- [TASK DETAILS] The records must be repeated exactly and in their entirety.
=== Section Start ===
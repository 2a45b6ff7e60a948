use std::sync::atomic::{AtomicU64, Ordering};

#[derive(Debug)]
pub struct ContextMetrics {
    pub provider_lookups: AtomicU64,
    pub repository_queries: AtomicU64,
    pub hook_invocations: AtomicU64,
    pub rejected_candidates: AtomicU64,
    pub failed_lookups: AtomicU64,
}

#[derive(Clone, Debug, Default, PartialEq, Eq)]
pub struct ContextMetricsSnapshot {
    pub provider_lookups: u64,
    pub repository_queries: u64,
    pub hook_invocations: u64,
    pub rejected_candidates: u64,
    pub failed_lookups: u64,
}

impl Default for ContextMetrics {
    fn default() -> Self {
        Self {
            provider_lookups: AtomicU64::new(0),
            repository_queries: AtomicU64::new(0),
            hook_invocations: AtomicU64::new(0),
            rejected_candidates: AtomicU64::new(0),
            failed_lookups: AtomicU64::new(0),
        }
    }
}

impl ContextMetrics {
    pub(crate) fn bump(counter: &AtomicU64) {
        counter.fetch_add(1, Ordering::Relaxed);
    }

    pub fn snapshot(&self) -> ContextMetricsSnapshot {
        ContextMetricsSnapshot {
            provider_lookups: self.provider_lookups.load(Ordering::Relaxed),
            repository_queries: self.repository_queries.load(Ordering::Relaxed),
            hook_invocations: self.hook_invocations.load(Ordering::Relaxed),
            rejected_candidates: self.rejected_candidates.load(Ordering::Relaxed),
            failed_lookups: self.failed_lookups.load(Ordering::Relaxed),
        }
    }
}
mod support;

use anyhow::Result;
use capsolve_context::RunConfig;
use capsolve_core::namespace::{EFFECTIVE_DIRECTIVE, PACKAGE};
use capsolve_core::{CapReqBuilder, HostedCapability, Requirement, ResolveContext};

use support::*;

fn effective_req(namespace: &str, effective: Option<&str>) -> Requirement {
    let builder = CapReqBuilder::new(namespace).filter(format!("({namespace}=*)"));
    let builder = match effective {
        Some(value) => builder.directive(EFFECTIVE_DIRECTIVE, value),
        None => builder,
    };
    builder.build_requirement()
}

fn with_effective(effective: Option<&str>) -> RunConfig {
    RunConfig {
        effective: effective.map(str::to_string),
        ..RunConfig::default()
    }
}

#[test]
fn resolve_time_requirements_are_always_effective() -> Result<()> {
    let context = context(with_effective(None), &[]);
    assert!(context.is_effective(&effective_req(PACKAGE, None))?);
    assert!(context.is_effective(&effective_req(PACKAGE, Some("resolve")))?);
    assert!(!context.is_effective(&effective_req(PACKAGE, Some("active")))?);
    Ok(())
}

#[test]
fn configured_effective_values_are_accepted() -> Result<()> {
    let context = context(with_effective(Some("active, arbitrary")), &[]);
    assert!(context.is_effective(&effective_req(PACKAGE, Some("active")))?);
    assert!(context.is_effective(&effective_req(PACKAGE, Some("arbitrary")))?);
    assert!(!context.is_effective(&effective_req(PACKAGE, Some("other")))?);
    assert!(context.is_effective(&effective_req(PACKAGE, None))?);
    Ok(())
}

#[test]
fn skip_directive_excludes_namespaces() -> Result<()> {
    let context = context(
        with_effective(Some(r#"active;skip:="osgi.service,osgi.extender""#)),
        &[],
    );
    assert!(context.is_effective(&effective_req(PACKAGE, Some("active")))?);
    assert!(!context.is_effective(&effective_req("osgi.service", Some("active")))?);
    assert!(!context.is_effective(&effective_req("osgi.extender", Some("active")))?);
    assert!(context.is_effective(&effective_req("osgi.service", Some("resolve")))?);
    Ok(())
}

#[test]
fn no_wirings_and_no_optional_resources() -> Result<()> {
    let context = context(RunConfig::default(), &[]);
    assert!(context.wirings().is_empty());
    assert!(context.optional_resources()?.is_empty());
    Ok(())
}

/// Two repositories so that the first resource gets priority 0 and the
/// second priority 1.
fn prioritized() -> Result<(capsolve_context::ResolutionContext, Vec<capsolve_core::Capability>)> {
    let first = bundle("first", v(1, 0, 0), &[("com.x", v(1, 0, 0))]);
    let second = bundle("second", v(1, 0, 0), &[("com.x", v(1, 0, 0))]);
    let context = context(
        RunConfig::default(),
        &[repo("R1", vec![first]), repo("R2", vec![second])],
    );
    let providers = context.find_providers(&package_req("com.x"))?;
    assert_eq!(providers.len(), 2);
    Ok((context, providers))
}

fn hosted_by(host: &capsolve_core::Resource) -> HostedCapability {
    let declared = bundle("fragment", v(1, 0, 0), &[("com.x", v(1, 0, 0))])
        .capabilities(Some(PACKAGE))
        .remove(0);
    HostedCapability::new(host.clone(), declared)
}

#[test]
fn hosted_capability_goes_after_equal_priorities() -> Result<()> {
    let (context, mut providers) = prioritized()?;
    let host = providers[0].resource().clone();
    let hosted = hosted_by(&host);

    let index = context.insert_hosted_capability(&mut providers, &hosted);
    assert_eq!(index, 1);
    assert_eq!(providers.len(), 3);
    assert_eq!(providers[1].resource(), &host);
    assert_eq!(providers[1].namespace(), PACKAGE);
    Ok(())
}

#[test]
fn hosted_capability_of_unknown_host_goes_last() -> Result<()> {
    let (context, mut providers) = prioritized()?;
    let stranger = bundle("stranger", v(1, 0, 0), &[]);

    let index = context.insert_hosted_capability(&mut providers, &hosted_by(&stranger));
    assert_eq!(index, 2);
    assert_eq!(providers[2].resource(), &stranger);
    Ok(())
}

#[test]
fn unranked_capabilities_count_as_highest_priority() -> Result<()> {
    let (context, providers) = prioritized()?;
    let unranked = bundle("unranked", v(1, 0, 0), &[("com.x", v(1, 0, 0))])
        .capabilities(Some(PACKAGE));
    let second = providers[1].clone();
    let first_host = providers[0].resource().clone();

    let mut list = vec![unranked[0].clone(), second];
    let index = context.insert_hosted_capability(&mut list, &hosted_by(&first_host));
    assert_eq!(index, 1);

    let mut empty = Vec::new();
    assert_eq!(context.insert_hosted_capability(&mut empty, &hosted_by(&first_host)), 0);
    assert_eq!(empty.len(), 1);
    Ok(())
}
=== Section End ===
- [TASK ANSWER]
repository 2a45b6ff7e60a948
use std::sync::atomic::{AtomicU64, Ordering};

#[derive(Debug)]
pub struct ContextMetrics {
    pub provider_lookups: AtomicU64,
    pub repository_queries: AtomicU64,
    pub hook_invocations: AtomicU64,
    pub rejected_candidates: AtomicU64,
    pub failed_lookups: AtomicU64,
}

#[derive(Clone, Debug, Default, PartialEq, Eq)]
pub struct ContextMetricsSnapshot {
    pub provider_lookups: u64,
    pub repository_queries: u64,
    pub hook_invocations: u64,
    pub rejected_candidates: u64,
    pub failed_lookups: u64,
}

impl Default for ContextMetrics {
    fn default() -> Self {
        Self {
            provider_lookups: AtomicU64::new(0),
            repository_queries: AtomicU64::new(0),
            hook_invocations: AtomicU64::new(0),
            rejected_candidates: AtomicU64::new(0),
            failed_lookups: AtomicU64::new(0),
        }
    }
}

impl ContextMetrics {
    pub(crate) fn bump(counter: &AtomicU64) {
        counter.fetch_add(1, Ordering::Relaxed);
    }

    pub fn snapshot(&self) -> ContextMetricsSnapshot {
        ContextMetricsSnapshot {
            provider_lookups: self.provider_lookups.load(Ordering::Relaxed),
            repository_queries: self.repository_queries.load(Ordering::Relaxed),
            hook_invocations: self.hook_invocations.load(Ordering::Relaxed),
            rejected_candidates: self.rejected_candidates.load(Ordering::Relaxed),
            failed_lookups: self.failed_lookups.load(Ordering::Relaxed),
        }
    }
}
mod support;

use anyhow::Result;
use capsolve_context::RunConfig;
use capsolve_core::namespace::{EFFECTIVE_DIRECTIVE, PACKAGE};
use capsolve_core::{CapReqBuilder, HostedCapability, Requirement, ResolveContext};

use support::*;

fn effective_req(namespace: &str, effective: Option<&str>) -> Requirement {
    let builder = CapReqBuilder::new(namespace).filter(format!("({namespace}=*)"));
    let builder = match effective {
        Some(value) => builder.directive(EFFECTIVE_DIRECTIVE, value),
        None => builder,
    };
    builder.build_requirement()
}

fn with_effective(effective: Option<&str>) -> RunConfig {
    RunConfig {
        effective: effective.map(str::to_string),
        ..RunConfig::default()
    }
}

#[test]
fn resolve_time_requirements_are_always_effective() -> Result<()> {
    let context = context(with_effective(None), &[]);
    assert!(context.is_effective(&effective_req(PACKAGE, None))?);
    assert!(context.is_effective(&effective_req(PACKAGE, Some("resolve")))?);
    assert!(!context.is_effective(&effective_req(PACKAGE, Some("active")))?);
    Ok(())
}

#[test]
fn configured_effective_values_are_accepted() -> Result<()> {
    let context = context(with_effective(Some("active, arbitrary")), &[]);
    assert!(context.is_effective(&effective_req(PACKAGE, Some("active")))?);
    assert!(context.is_effective(&effective_req(PACKAGE, Some("arbitrary")))?);
    assert!(!context.is_effective(&effective_req(PACKAGE, Some("other")))?);
    assert!(context.is_effective(&effective_req(PACKAGE, None))?);
    Ok(())
}

#[test]
fn skip_directive_excludes_namespaces() -> Result<()> {
    let context = context(
        with_effective(Some(r#"active;skip:="osgi.service,osgi.extender""#)),
        &[],
    );
    assert!(context.is_effective(&effective_req(PACKAGE, Some("active")))?);
    assert!(!context.is_effective(&effective_req("osgi.service", Some("active")))?);
    assert!(!context.is_effective(&effective_req("osgi.extender", Some("active")))?);
    assert!(context.is_effective(&effective_req("osgi.service", Some("resolve")))?);
    Ok(())
}

#[test]
fn no_wirings_and_no_optional_resources() -> Result<()> {
    let context = context(RunConfig::default(), &[]);
    assert!(context.wirings().is_empty());
    assert!(context.optional_resources()?.is_empty());
    Ok(())
}

/// Two repositories so that the first resource gets priority 0 and the
/// second priority 1.
fn prioritized() -> Result<(capsolve_context::ResolutionContext, Vec<capsolve_core::Capability>)> {
    let first = bundle("first", v(1, 0, 0), &[("com.x", v(1, 0, 0))]);
    let second = bundle("second", v(1, 0, 0), &[("com.x", v(1, 0, 0))]);
    let context = context(
        RunConfig::default(),
        &[repo("R1", vec![first]), repo("R2", vec![second])],
    );
    let providers = context.find_providers(&package_req("com.x"))?;
    assert_eq!(providers.len(), 2);
    Ok((context, providers))
}

fn hosted_by(host: &capsolve_core::Resource) -> HostedCapability {
    let declared = bundle("fragment", v(1, 0, 0), &[("com.x", v(1, 0, 0))])
        .capabilities(Some(PACKAGE))
        .remove(0);
    HostedCapability::new(host.clone(), declared)
}

#[test]
fn hosted_capability_goes_after_equal_priorities() -> Result<()> {
    let (context, mut providers) = prioritized()?;
    let host = providers[0].resource().clone();
    let hosted = hosted_by(&host);

    let index = context.insert_hosted_capability(&mut providers, &hosted);
    assert_eq!(index, 1);
    assert_eq!(providers.len(), 3);
    assert_eq!(providers[1].resource(), &host);
    assert_eq!(providers[1].namespace(), PACKAGE);
    Ok(())
}

#[test]
fn hosted_capability_of_unknown_host_goes_last() -> Result<()> {
    let (context, mut providers) = prioritized()?;
    let stranger = bundle("stranger", v(1, 0, 0), &[]);

    let index = context.insert_hosted_capability(&mut providers, &hosted_by(&stranger));
    assert_eq!(index, 2);
    assert_eq!(providers[2].resource(), &stranger);
    Ok(())
}

#[test]
fn unranked_capabilities_count_as_highest_priority() -> Result<()> {
    let (context, providers) = prioritized()?;
    let unranked = bundle("unranked", v(1, 0, 0), &[("com.x", v(1, 0, 0))])
        .capabilities(Some(PACKAGE));
    let second = providers[1].clone();
    let first_host = providers[0].resource().clone();

    let mut list = vec![unranked[0].clone(), second];
    let index = context.insert_hosted_capability(&mut list, &hosted_by(&first_host));
    assert_eq!(index, 1);

    let mut empty = Vec::new();
    assert_eq!(context.insert_hosted_capability(&mut empty, &hosted_by(&first_host)), 0);
    assert_eq!(empty.len(), 1);
    Ok(())
}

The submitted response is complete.